Subsidies for oil, gas and coal should be history in under a decade, leaders from the Group of Seven (G7) nations have agreed after two days of talks in Japan.
In a statement Canada, France, Germany, Italy, Japan, the US and UK said the high levels of emissions linked to energy production and use meant sector had a “crucial role”to play in addressing climate change.
“We remain committed to the elimination of inefficient fossil fuel subsidies and encourage all countries to do so by 2025,” they said.
An estimated US$5.3 trillion a year is spent by governments worldwide supporting the fossil fuel sector, according to data from the International Monetary Fund. A separate study by the OECD in 2015 came in at $160-200 billion a year.
That runs against the spirit of the UN’s new Paris Agreement on climate change, say environmental groups, which specifically calls for funds to be redirected towards greener forms of energy.
G7: Key announcements
-Calls for end to fossil fuel subsidies by 2025
-Supports HFC phase-down amendment in 2016
-Supports Paris Agreement entry into force by 2017
-Commits to carbon neutral growth in aviation from 2020
-Underlines goal to meet $100bn of climate finance by 2020
Shelagh Whitley, a research fellow at the London-based Overseas Development Institute, called the decision “historic” for agreeing an expiry date, noting the group had for the first time referred to subsidies for production as well as consumption.
“We finally have an endgame for these perverse incentives, and although we could easily get there twice as fast, a yardstick for holding governments to account,” she said.
Alex Doukas, a US campaigner with Oil Change International, said 2020 would be a more realistic date to slash support for fossil fuels to avoid dangerous levels of global warming.
Still, the statement did not stipulate what constitutes a subsidy. The UK government denies it offers its domestic fossil fuel sector any subsidies, while the ODI claims the real figure is £9.5 billion ($14bn) a year.
“The first assessment of all countries’ climate commitments takes place in 2018, and we challenge the G7 to produce plans for a transition to 100% renewable energy by then” – Jennifer Morgan, Greenpeace International
The host nation came under criticism for pressing ahead with plans to build 49 domestic coal plants. On the same day leaders signed the G7 pledge, the environment ministry endorsed two power stations.
Kimiko Hirata, international director of the Kiko Network, said: “This is a shameful decision which leaves Japan more and more isolated among G7 countries and moves us backward toward a bygone fossil fuel era.”
Overseas, G7 countries have spent $42 billion on the fossil fuel sector since 2007, according to research published last week by environmental groups.

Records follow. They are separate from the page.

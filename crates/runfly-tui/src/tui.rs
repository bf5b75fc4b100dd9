//! Terminal initialization, restoration, and panic-safe cleanup.
//!
//! Wraps the crossterm + ratatui terminal lifecycle so the rest of the
//! app never has to think about raw mode or the alternate screen.

use std::io::{Stdout, stdout};

use color_eyre::eyre::Result;
use crossterm::{
    ExecutableCommand, cursor,
    event::{DisableMouseCapture, EnableMouseCapture},
    terminal::{self, EnterAlternateScreen, LeaveAlternateScreen},
};
use ratatui::{Terminal, backend::CrosstermBackend};

pub type Backend = CrosstermBackend<Stdout>;

/// Terminal wrapper that handles setup, teardown, and panic recovery.
pub struct Tui {
    pub terminal: Terminal<Backend>,
}

impl Tui {
    /// Create a new terminal instance (does NOT enter raw mode yet).
    pub fn new() -> Result<Self> {
        let backend = CrosstermBackend::new(stdout());
        let terminal = Terminal::new(backend)?;
        Ok(Self { terminal })
    }

    /// Enter TUI mode: alternate screen, raw mode, mouse capture,
    /// hidden cursor. Mouse capture is required for chart hover.
    pub fn enter(&mut self) -> Result<()> {
        terminal::enable_raw_mode()?;
        stdout().execute(EnterAlternateScreen)?;
        stdout().execute(EnableMouseCapture)?;
        stdout().execute(cursor::Hide)?;
        self.terminal.clear()?;
        Ok(())
    }

    /// Exit TUI mode: restore the terminal to its original state.
    pub fn exit(&mut self) -> Result<()> {
        restore();
        Ok(())
    }

    /// Draw a frame using the provided render closure.
    pub fn draw<F>(&mut self, render: F) -> Result<()>
    where
        F: FnOnce(&mut ratatui::Frame),
    {
        self.terminal.draw(render)?;
        Ok(())
    }

    /// Terminal size as (width, height).
    pub fn size(&self) -> Result<(u16, u16)> {
        let size = self.terminal.size()?;
        Ok((size.width, size.height))
    }
}

impl Drop for Tui {
    fn drop(&mut self) {
        let _ = self.exit();
    }
}

/// Best-effort terminal restoration. Never bails on partial failures,
/// so it is safe inside a panic hook.
fn restore() {
    let _ = stdout().execute(cursor::Show);
    let _ = stdout().execute(DisableMouseCapture);
    let _ = stdout().execute(LeaveAlternateScreen);
    let _ = terminal::disable_raw_mode();
}

/// Install panic and error hooks that restore the terminal before
/// printing.
///
/// Must be called BEFORE entering the terminal, so panics during init
/// also get clean output.
pub fn install_hooks() -> Result<()> {
    let (panic_hook, eyre_hook) = color_eyre::config::HookBuilder::default()
        .display_env_section(false)
        .into_hooks();

    eyre_hook.install()?;

    let panic_hook = panic_hook.into_panic_hook();
    std::panic::set_hook(Box::new(move |info| {
        restore();
        panic_hook(info);
    }));

    Ok(())
}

Japan’s former climate ambassador Mutsuyoshi Nishimura seemed unsure his government could meet the G7 pledge.
Citing reports Tokyo officials wiped coal off this year’s G7 agenda, Nishimura said the country was “addicted” to the world’s most carbon intensive fuel.
“It is an important export item. Japan sells coal technology by claiming that energy-poor developing countries want it,” he said.